Rabu, 17 Oktober 2012

Harta Sesungguhnya


Ketika bulan berlingkaran penuh terpampang di atas langit, ada sungai lebar yang masih mengalir dan memantulkan cahaya bulan ke sekitarnya. Ada sebuah kapal mewah dan besar  yang mengambang bebas di atas air. Kadang kapal itu terayun-ayun pelan saat diterpa ombak kecil, atau berguncang dengan keras saat ombak keras menghantam.

Samar-samar, terlihat dua sosok bayangan dari dalam jendela yang diterangi oleh lampu LED. Satu bayangan adalah perempuan, dan satunya laki-laki.

“Zircon, kamu harusnya seperti ini!” Onyx menukar kartu jack kakanya dengan as .

“Lho, bukannya yang itu lebih tinggi dari pada as ya?” Zircon bertanya kepada adik perempuannya.

“Bukan, masak lupa apa yang…ayah ajarkan dulu?” Onyx tertawa kecil.

“Aku tidak tahu mengapa…ayah…belum pulang dari proyeknya sekarang, padahal sudah tujuh tahun. Kabar yang ia berikan dua tahun lalu hanyalah ia harus meneliti lebih lama, dan memiliki sebuah rumah baru,” Ia berkata dengan nada yang biasa, tetapi matanya berlinang-linang air mata.

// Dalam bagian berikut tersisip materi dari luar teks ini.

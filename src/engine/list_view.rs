use crate::engine::store::EncounterState;
use crate::model::list_item::EncounterListItem;
use crate::model::threat::{BonusTable, Catalog};

impl EncounterState {
    /// Project the store into display rows: players, then standalone
    /// individuals, then mobs, each in insertion order. Mob members appear
    /// only through their mob.
    pub fn encounter_list_items(
        &self,
        catalog: &dyn Catalog,
        fallback: &BonusTable,
    ) -> Vec<EncounterListItem> {
        let players = self.player_characters.iter().map(|pc| EncounterListItem::Player {
            id: pc.id.clone(),
            name: pc.name.clone(),
            initiative: pc.initiative,
        });

        let individuals = self
            .individuals
            .iter()
            .filter(|i| i.is_standalone())
            .map(|i| EncounterListItem::Individual {
                id: i.id.clone(),
                threat_id: i.threat_id.clone(),
                name: catalog.threat_name(&i.threat_id).to_string(),
                initiative: i.initiative,
                bonus: i.bonus,
                current_wounds: i.current_wounds,
                max_wounds: i.max_wounds,
                current_shock: i.current_shock,
                max_shock: i.max_shock,
                is_dead: i.is_dead(),
            });

        let mobs = self.mobs.iter().map(|m| {
            let attack_bonus = self
                .mob_attack_bonus(catalog, fallback, &m.id)
                .unwrap_or_default();
            EncounterListItem::Mob {
                id: m.id.clone(),
                threat_id: m.threat_id.clone(),
                name: m.name.clone(),
                initiative: m.initiative,
                member_count: m.member_ids.len(),
                living_count: attack_bonus.count,
                attack_bonus,
                is_dead: attack_bonus.count == 0,
            }
        });

        players.chain(individuals).chain(mobs).collect()
    }
}

/// Stable display ordering: highest initiative first, unset last.
pub fn sort_by_initiative(items: &mut [EncounterListItem]) {
    items.sort_by_key(|item| std::cmp::Reverse(item.initiative()));
}

#[cfg(test)]
mod tests {
    use super::*;
    use crate::model::ids::EntityId;
    use crate::model::individual::Bonus;
    use crate::model::threat::{ThreatCatalog, ThreatDefinition};

    fn catalog() -> ThreatCatalog {
        ThreatCatalog::new([ThreatDefinition {
            id: "gaunt".into(),
            name: "Termagant".into(),
            max_wounds: 1,
            max_shock: 1,
            resilience: Some(6),
            mob_bonus: None,
        }])
    }

    #[test]
    fn rows_are_grouped_by_kind_in_insertion_order() {
        let catalog = catalog();
        let mut state = EncounterState::new();
        let gaunts = state.add_individuals(&catalog, "gaunt", 4, Bonus::None);
        let pc = state.add_player_character("Aria").unwrap();
        let mob_id = state.create_mob(&catalog, "gaunt", &gaunts[1..3]).unwrap();

        let items = state.encounter_list_items(&catalog, &BonusTable::default());
        let ids: Vec<&EntityId> = items.iter().map(|i| i.id()).collect();
        assert_eq!(ids, vec![&pc, &gaunts[0], &gaunts[3], &mob_id]);
        assert_eq!(items[1].name(), "Termagant");
        assert_eq!(items[3].kind(), "mob");
    }

    #[test]
    fn projection_reflects_live_death_state() {
        let catalog = catalog();
        let mut state = EncounterState::new();
        let gaunts = state.add_individuals(&catalog, "gaunt", 3, Bonus::Elite);
        let mob_id = state.create_mob(&catalog, "gaunt", &gaunts[..2]).unwrap();
        state.update_wounds(&gaunts[2], 1);
        state.mark_as_dead(&gaunts[0]);

        let items = state.encounter_list_items(&catalog, &BonusTable::default());
        assert!(items[0].is_dead());
        match &items[1] {
            EncounterListItem::Mob { id, member_count, living_count, is_dead, .. } => {
                assert_eq!(id, &mob_id);
                assert_eq!(*member_count, 2);
                assert_eq!(*living_count, 1);
                assert!(!is_dead);
            }
            other => panic!("expected mob row, got {other:?}"),
        }

        state.mark_as_dead(&gaunts[1]);
        let items = state.encounter_list_items(&catalog, &BonusTable::default());
        assert!(items[1].is_dead());
    }

    #[test]
    fn sort_by_initiative_is_stable_with_unset_last() {
        let catalog = catalog();
        let mut state = EncounterState::new();
        let a = state.add_player_character("A").unwrap();
        let b = state.add_player_character("B").unwrap();
        let c = state.add_player_character("C").unwrap();
        let g = state.add_individual(&catalog, "gaunt", Bonus::None).unwrap();
        state.set_player_character_initiative(&b, Some(9));
        state.set_player_character_initiative(&c, Some(3));
        state.set_initiative(&g, Some(9));

        let mut items = state.encounter_list_items(&catalog, &BonusTable::default());
        sort_by_initiative(&mut items);
        let ids: Vec<&EntityId> = items.iter().map(|i| i.id()).collect();
        assert_eq!(ids, vec![&b, &g, &c, &a]);
    }
}
pub mod config;
pub mod dialogs;
pub mod error;
pub mod persistence;
impl EncounterState {
    pub fn new() -> Self {
        Self::default()
    }

    /* =========================
       Lookup
       ========================= */

    pub fn settings(&self) -> &EncounterSettings {
        &self.settings
    }

    pub fn player_characters(&self) -> &[PlayerCharacter] {
        &self.player_characters
    }

    pub fn individuals(&self) -> &[Individual] {
        &self.individuals
    }

    pub fn mobs(&self) -> &[Mob] {
        &self.mobs
    }

    pub fn player_character(&self, id: &EntityId) -> Option<&PlayerCharacter> {
        self.player_characters.iter().find(|p| &p.id == id)
    }

    pub fn individual(&self, id: &EntityId) -> Option<&Individual> {
        self.individuals.iter().find(|i| &i.id == id)
    }

    pub fn mob(&self, id: &EntityId) -> Option<&Mob> {
        self.mobs.iter().find(|m| &m.id == id)
    }

    pub(crate) fn player_character_mut(&mut self, id: &EntityId) -> Option<&mut PlayerCharacter> {
        self.player_characters.iter_mut().find(|p| &p.id == id)
    }

    pub(crate) fn individual_mut(&mut self, id: &EntityId) -> Option<&mut Individual> {
        self.individuals.iter_mut().find(|i| &i.id == id)
    }

    pub(crate) fn mob_mut(&mut self, id: &EntityId) -> Option<&mut Mob> {
        self.mobs.iter_mut().find(|m| &m.id == id)
    }

    /// Next free id. The counter wraps instead of overflowing when a loaded
    /// file carries a huge suffix, and ids already in use are skipped.
    pub(crate) fn allocate_id(&mut self, kind: IdKind) -> EntityId {
        loop {
            self.next_id = match self.next_id.checked_add(1) {
                Some(next) => next,
                None => {
                    tracing::warn!("Id counter exhausted, scanning for a free id");
                    1
                }
            };
            let id = EntityId::new(format!("{}-{}", kind.prefix(), self.next_id));
            if !self.contains_id(&id) {
                return id;
            }
        }
    }

    fn contains_id(&self, id: &EntityId) -> bool {
        self.player_character(id).is_some() || self.individual(id).is_some() || self.mob(id).is_some()
    }

    /* =========================
       Dirty tracking
       ========================= */

    pub fn has_unsaved_changes(&self) -> bool {
        self.dirty
    }

    pub(crate) fn mark_dirty(&mut self) {
        self.dirty = true;
    }

    pub fn mark_saved(&mut self) {
        self.dirty = false;
    }

    /* =========================
       Settings
       ========================= */

    /// Merge `patch` into the settings. Lowering the player count drops the
    /// trailing player characters past the new count; other edits never
    /// touch the roster.
    pub fn update_settings(&mut self, patch: SettingsPatch) -> bool {
        let lowered_to = patch
            .player_count
            .filter(|count| *count < self.settings.player_count);
        if !self.settings.apply(patch) {
            return false;
        }
        self.mark_dirty();

        let Some(keep) = lowered_to else {
            return true;
        };
        let keep = keep as usize;
        while self.player_characters.len() > keep {
            let Some(last) = self.player_characters.last().map(|p| p.id.clone()) else {
                break;
            };
            self.remove_player_character(&last);
        }
        true
    }

    /// Drop every entity and reset settings. Irreversible.
    pub fn clear_encounter(&mut self) {
        let had_content = !self.player_characters.is_empty()
            || !self.individuals.is_empty()
            || !self.mobs.is_empty()
            || self.settings != EncounterSettings::default();

        self.settings = EncounterSettings::default();
        self.player_characters.clear();
        self.individuals.clear();
        self.mobs.clear();
        self.next_id = 0;

        if had_content {
            self.mark_dirty();
        }
        tracing::debug!("Encounter cleared");
    }

    /* =========================
       Player characters
       ========================= */

    pub fn add_player_character(&mut self, name: &str) -> Option<EntityId> {
        let name = name.trim();
        if name.is_empty() {
            tracing::warn!("Rejected player character with blank name");
            return None;
        }

        let id = self.allocate_id(IdKind::Player);
        self.player_characters.push(PlayerCharacter {
            id: id.clone(),
            name: name.to_string(),
            initiative: None,
            notes: String::new(),
        });
        let stored = self.player_characters.len() as u32;
        if stored > self.settings.player_count {
            self.settings.player_count = stored;
        }
        self.mark_dirty();
        tracing::debug!(id = %id, name, "Added player character");
        Some(id)
    }

    pub fn remove_player_character(&mut self, id: &EntityId) {
        let before = self.player_characters.len();
        self.player_characters.retain(|p| &p.id != id);
        if self.player_characters.len() != before {
            self.mark_dirty();
            tracing::debug!(id = %id, "Removed player character");
        }
    }

    pub fn update_player_character_name(&mut self, id: &EntityId, name: &str) {
        let name = name.trim();
        if name.is_empty() {
            return;
        }
        if let Some(pc) = self.player_character_mut(id) {
            pc.name = name.to_string();
            self.mark_dirty();
        }
    }

    pub fn set_player_character_initiative(&mut self, id: &EntityId, initiative: Option<u32>) {
        if let Some(pc) = self.player_character_mut(id) {
            pc.initiative = normalize_initiative(initiative);
            self.mark_dirty();
        }
    }

    pub fn update_player_character_notes(&mut self, id: &EntityId, notes: &str) {
        if let Some(pc) = self.player_character_mut(id) {
            pc.notes = notes.to_string();
            self.mark_dirty();
        }
    }

    /// Swap in a saved party roster with fresh ids. The player count follows
    /// the roster size.
    pub fn replace_player_characters(&mut self, roster: Vec<PlayerEntry>) -> Vec<EntityId> {
        self.player_characters.clear();
        let ids: Vec<EntityId> = roster
            .into_iter()
            .filter_map(|entry| {
                let id = self.add_player_character(&entry.name)?;
                self.update_player_character_notes(&id, &entry.notes);
                Some(id)
            })
            .collect();

        self.settings.player_count = ids.len() as u32;
        self.mark_dirty();
        ids
    }

    /* =========================
       Individuals
       ========================= */

    /// Instantiate a standalone individual from the catalog. Returns `None`
    /// when the threat is unknown.
    pub fn add_individual(
        &mut self,
        catalog: &dyn Catalog,
        threat_id: &str,
        bonus: Bonus,
    ) -> Option<EntityId> {
        let Some(threat) = catalog.get_threat(threat_id) else {
            tracing::warn!(threat_id, "Unknown threat, individual not added");
            return None;
        };
        // A zero maximum would make the individual dead on arrival.
        let (max_wounds, max_shock) = (threat.max_wounds.max(1), threat.max_shock.max(1));

        let id = self.allocate_id(IdKind::Individual);
        let mut individual = Individual::fresh(id.clone(), threat_id.to_string(), max_wounds, max_shock);
        individual.bonus = bonus;
        self.individuals.push(individual);
        self.mark_dirty();
        tracing::debug!(id = %id, threat_id, "Added individual");
        Some(id)
    }

    pub fn add_individuals(
        &mut self,
        catalog: &dyn Catalog,
        threat_id: &str,
        count: usize,
        bonus: Bonus,
    ) -> Vec<EntityId> {
        (0..count)
            .map_while(|_| self.add_individual(catalog, threat_id, bonus))
            .collect()
    }

    /// Delete an individual, leaving its mob first.
    pub fn remove_individual(&mut self, id: &EntityId) {
        if self.individual(id).is_none() {
            return;
        }
        self.remove_from_mob(id);
        self.individuals.retain(|i| &i.id != id);
        self.mark_dirty();
        tracing::debug!(id = %id, "Removed individual");
    }

    pub fn update_bonus(&mut self, id: &EntityId, bonus: Bonus) {
        if let Some(individual) = self.individual_mut(id) {
            individual.bonus = bonus;
            self.mark_dirty();
        }
    }

    pub fn set_initiative(&mut self, id: &EntityId, initiative: Option<u32>) {
        if let Some(individual) = self.individual_mut(id) {
            individual.initiative = normalize_initiative(initiative);
            self.mark_dirty();
        }
    }

    pub fn update_individual_notes(&mut self, id: &EntityId, notes: &str) {
        if let Some(individual) = self.individual_mut(id) {
            individual.notes = notes.to_string();
            self.mark_dirty();
        }
    }

    /// Fresh standalone copy: same threat, maxima and bonus; no damage, notes,
    /// initiative or mob membership.
    pub fn duplicate_individual(&mut self, id: &EntityId) -> Option<EntityId> {
        let source = self.individual(id)?;
        let (threat_id, max_wounds, max_shock, bonus) = (
            source.threat_id.clone(),
            source.max_wounds,
            source.max_shock,
            source.bonus,
        );

        let new_id = self.allocate_id(IdKind::Individual);
        let mut copy = Individual::fresh(new_id.clone(), threat_id, max_wounds, max_shock);
        copy.bonus = bonus;
        self.individuals.push(copy);
        self.mark_dirty();
        tracing::debug!(source = %id, id = %new_id, "Duplicated individual");
        Some(new_id)
    }

    /* =========================
       Snapshot / replace
       ========================= */

    pub fn to_file(&self) -> EncounterFile {
        EncounterFile {
            version: ENCOUNTER_FILE_VERSION,
            settings: self.settings.clone(),
            player_characters: self.player_characters.clone(),
            individuals: self.individuals.clone(),
            mobs: self.mobs.clone(),
        }
    }

    /// Build a clean state from a loaded file. Counters are clamped and mob
    /// membership re-derived from the mobs' member lists.
    pub fn from_file(file: EncounterFile) -> Self {
        let mut state = Self {
            settings: file.settings,
            player_characters: file.player_characters,
            individuals: file.individuals,
            mobs: file.mobs,
            next_id: 0,
            dirty: false,
        };

        state.drop_duplicate_ids();
        for individual in &mut state.individuals {
            if individual.clamp_counters() {
                tracing::warn!(id = %individual.id, "Clamped out-of-range counters from file");
            }
        }
        state.rebuild_membership();

        state.next_id = state
            .player_characters
            .iter()
            .map(|p| &p.id)
            .chain(state.individuals.iter().map(|i| &i.id))
            .chain(state.mobs.iter().map(|m| &m.id))
            .filter_map(EntityId::sequence)
            .max()
            .unwrap_or(0);

        state
    }

    /// Keep the first entity seen for every id, across all kinds.
    fn drop_duplicate_ids(&mut self) -> usize {
        let mut seen = HashSet::new();
        let before = self.player_characters.len() + self.individuals.len() + self.mobs.len();

        self.player_characters.retain(|p| first_sighting(&mut seen, &p.id));
        self.individuals.retain(|i| first_sighting(&mut seen, &i.id));
        self.mobs.retain(|m| first_sighting(&mut seen, &m.id));

        before - (self.player_characters.len() + self.individuals.len() + self.mobs.len())
    }
}
use serde::{Deserialize, Serialize};

use crate::model::ids::EntityId;

/// A user-entered player character. No catalog reference.
#[derive(Debug, Clone, PartialEq, Eq, Serialize, Deserialize)]
#[serde(rename_all = "camelCase")]
pub struct PlayerCharacter {
    pub id: EntityId,
    pub name: String,
    #[serde(default, skip_serializing_if = "Option::is_none")]
    pub initiative: Option<u32>,
    #[serde(default)]
    pub notes: String,
}
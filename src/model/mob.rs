use serde::{Deserialize, Serialize};

use crate::model::ids::EntityId;

/// A named group of same-threat individuals acting on one initiative.
/// Health stays on the members; the mob only does bookkeeping.
#[derive(Debug, Clone, PartialEq, Eq, Serialize, Deserialize)]
#[serde(rename_all = "camelCase")]
pub struct Mob {
    pub id: EntityId,
    pub threat_id: String,
    pub name: String,
    pub(crate) member_ids: Vec<EntityId>,
    #[serde(default, skip_serializing_if = "Option::is_none")]
    pub initiative: Option<u32>,
    #[serde(default)]
    pub notes: String,
}

impl Mob {
    pub fn member_ids(&self) -> &[EntityId] {
        &self.member_ids
    }

    pub fn contains(&self, id: &EntityId) -> bool {
        self.member_ids.contains(id)
    }
}

/// Derived attack bonus for a mob: living count, bonus dice and the cap.
#[derive(Debug, Clone, Copy, Default, PartialEq, Eq, Serialize, Deserialize)]
pub struct AttackBonus {
    pub count: usize,
    pub bonus: u32,
    pub max: u32,
}
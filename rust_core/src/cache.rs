//! TTL key/value cache.
//!
//! Entries are never returned past their expiry: an expired entry is a miss
//! and is dropped on the lookup that finds it. There is no size-based
//! eviction, the key space is small and bounded by its callers.

use std::collections::HashMap;
use std::time::Duration;

use parking_lot::Mutex;
use tokio::time::Instant;

/// Longest lifetime an entry can be given; longer TTLs are clamped.
pub const MAX_TTL: Duration = Duration::from_secs(86_400 * 365 * 30);

#[derive(Debug, Clone)]
struct CacheEntry<V> {
    value: V,
    expires_at: Instant,
}

impl<V> CacheEntry<V> {
    fn is_live(&self, now: Instant) -> bool {
        now < self.expires_at
    }
}

/// Thread-safe TTL cache keyed by string.
#[derive(Debug)]
pub struct TtlCache<V> {
    entries: Mutex<HashMap<String, CacheEntry<V>>>,
}

impl<V: Clone> TtlCache<V> {
    pub fn new() -> Self {
        Self {
            entries: Mutex::new(HashMap::new()),
        }
    }

    /// Live value for `key`, or `None` when absent or expired.
    pub fn get(&self, key: &str) -> Option<V> {
        let now = Instant::now();
        let mut entries = self.entries.lock();
        match entries.get(key) {
            Some(entry) if entry.is_live(now) => Some(entry.value.clone()),
            Some(_) => {
                entries.remove(key);
                None
            }
            None => None,
        }
    }

    /// Insert or overwrite, restarting the TTL clock.
    pub fn set(&self, key: &str, value: V, ttl: Duration) {
        let now = Instant::now();
        let expires_at = now
            .checked_add(ttl.min(MAX_TTL))
            .or_else(|| now.checked_add(MAX_TTL))
            .unwrap_or(now);
        let entry = CacheEntry { value, expires_at };
        self.entries.lock().insert(key.to_string(), entry);
    }

    /// Remove `key`. Returns whether an entry (live or not) was present.
    pub fn invalidate(&self, key: &str) -> bool {
        self.entries.lock().remove(key).is_some()
    }

    pub fn clear(&self) {
        self.entries.lock().clear();
    }

    /// Drop every expired entry, returning how many were removed.
    pub fn purge_expired(&self) -> usize {
        let now = Instant::now();
        let mut entries = self.entries.lock();
        let before = entries.len();
        entries.retain(|_, entry| entry.is_live(now));
        before - entries.len()
    }

    /// Remaining lifetime of a live entry.
    pub fn ttl_remaining(&self, key: &str) -> Option<Duration> {
        let now = Instant::now();
        self.entries
            .lock()
            .get(key)
            .filter(|entry| entry.is_live(now))
            .map(|entry| entry.expires_at - now)
    }

    /// Number of stored entries, including expired ones not yet purged.
    pub fn len(&self) -> usize {
        self.entries.lock().len()
    }

    pub fn is_empty(&self) -> bool {
        self.entries.lock().is_empty()
    }
}

impl<V: Clone> Default for TtlCache<V> {
    fn default() -> Self {
        Self::new()
    }
}

#[cfg(test)]
mod tests {
    use super::*;
    use std::sync::Arc;

    #[tokio::test(start_paused = true)]
    async fn test_hit_then_expire() {
        let cache = TtlCache::new();
        cache.set("pc", 1u32, Duration::from_secs(300));
        assert_eq!(cache.get("pc"), Some(1));

        tokio::time::advance(Duration::from_secs(299)).await;
        assert_eq!(cache.get("pc"), Some(1));

        tokio::time::advance(Duration::from_secs(1)).await;
        assert_eq!(cache.get("pc"), None);
        // Lazily purged on the miss
        assert!(cache.is_empty());
    }

    #[tokio::test(start_paused = true)]
    async fn test_set_resets_ttl() {
        let cache = TtlCache::new();
        cache.set("k", "a".to_string(), Duration::from_secs(10));
        tokio::time::advance(Duration::from_secs(8)).await;
        cache.set("k", "b".to_string(), Duration::from_secs(10));
        tokio::time::advance(Duration::from_secs(8)).await;
        assert_eq!(cache.get("k").as_deref(), Some("b"));
    }

    #[tokio::test(start_paused = true)]
    async fn test_huge_ttl_is_clamped() {
        let cache = TtlCache::new();
        cache.set("pc", 7u32, Duration::MAX);
        assert_eq!(cache.get("pc"), Some(7));
        assert_eq!(cache.ttl_remaining("pc"), Some(MAX_TTL));
    }

    #[test]
    fn test_missing_key() {
        let cache: TtlCache<u8> = TtlCache::new();
        assert_eq!(cache.get("nope"), None);
        assert!(!cache.invalidate("nope"));
    }

    #[test]
    fn test_invalidate_and_clear() {
        let cache = TtlCache::new();
        cache.set("a", 1, Duration::from_secs(60));
        cache.set("b", 2, Duration::from_secs(60));

        assert!(cache.invalidate("a"));
        assert_eq!(cache.get("a"), None);
        assert_eq!(cache.get("b"), Some(2));

        cache.clear();
        assert!(cache.is_empty());
    }

    #[tokio::test(start_paused = true)]
    async fn test_purge_expired() {
        let cache = TtlCache::new();
        cache.set("short", 1, Duration::from_secs(1));
        cache.set("long", 2, Duration::from_secs(100));
        tokio::time::advance(Duration::from_secs(5)).await;

        assert_eq!(cache.len(), 2);
        assert_eq!(cache.purge_expired(), 1);
        assert_eq!(cache.len(), 1);
        assert_eq!(cache.ttl_remaining("long"), Some(Duration::from_secs(95)));
    }

    #[test]
    fn test_concurrent_writers() {
        let cache = Arc::new(TtlCache::new());
        let handles: Vec<_> = (0..8)
            .map(|i| {
                let cache = cache.clone();
                std::thread::spawn(move || {
                    for j in 0..100 {
                        cache.set(&format!("{}:{}", i, j % 10), j, Duration::from_secs(60));
                        let _ = cache.get(&format!("{}:{}", i, j % 10));
                    }
                })
            })
            .collect();
        for handle in handles {
            handle.join().unwrap();
        }
        assert_eq!(cache.len(), 80);
    }
}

Zircon terduduk diam, menyingkirkan tumpukkan kartu yang ada di depannya. Keningnya berkerut samar. Untuk sesaat, hanya ada bunyi air mengalir serta serta diiringi suar jangkrik-jangkrik.

 “Aku tahu,” ia memulai “ini sangat sulit untuk kita…apa lagi ditambah...kematian ibu.”  Suaranya mulai bergetar, tetapi ia mengambil nafas dalam.

“Aku merindukan keduanya, meskipun kita sudah memiliki kehidupan yang lebih baik dibandingkan yang dulu.”

“Sebentar lagi, Onyx, aku berjanji.” ia mendekap adiknya yang berkaca-kaca. “Kita akan segera berjumpa dengan ibu dan ayah kita. Jika saja kita bisa mempercepat proses pembuatan mesin waktu…”

Onyx yang terhibur dengan perkataan Zircon melepaskan pelukannya, “Aku harap ayah tidak keberatan melihat kita memakai kapalnya untuk percobaan.”

“Ia pasti bangga dengan kita.” Zircon menyengir. Ia menepuk-nepuk kepalanya yang berambut hitam 
kecoklat-coklatan.

Di pagi hari, seekor burung yang hinggap di jendela menemukan mereka bekerja dari semalaman.

“Onyx, coba lihat sini!” Zircon berkata dengan antusias, matanya yang hijau berbinar-binar.

Onyx berlari ke arah Zircon, “Apa yang terjadi?”

“Kita hanya memerlukan satu zat lagi untuk menyelesaikan mesin ini! Yang diperlukan hanyalah sesuatu yang memiliki kehidupan yang terdapat dari yang hidup, bisa menghidupkan barang yang mati, tidak akan teroksidasi dan terletak di dalam sumber zat itu… dan yang paling penting adalah elemen ini tidak mengandung besi dan tidak terbuat dari dua macam elemen.”

“Bagaimana dengan oksigen? Hanya memiliki suatu elemen, bisa menghidupkan, tidak mengandung besi, dan terdiri dari satu elemen.” Onyx menyarankan.

“Tapi dia tidak terkandung di dalam sumbernya kan?” Zircon menggaruk-garuk kepalanya walau tak gatal.

“…benar juga…” Onyx menybakkan rambutnya yang berantakan.  

“Kalau hidrogen?”

“Bukan.”

“Iodin?”

“Beracun, tetapi bisa menjadi antiseptik. Sama sekali tidak memberi kehidupan.”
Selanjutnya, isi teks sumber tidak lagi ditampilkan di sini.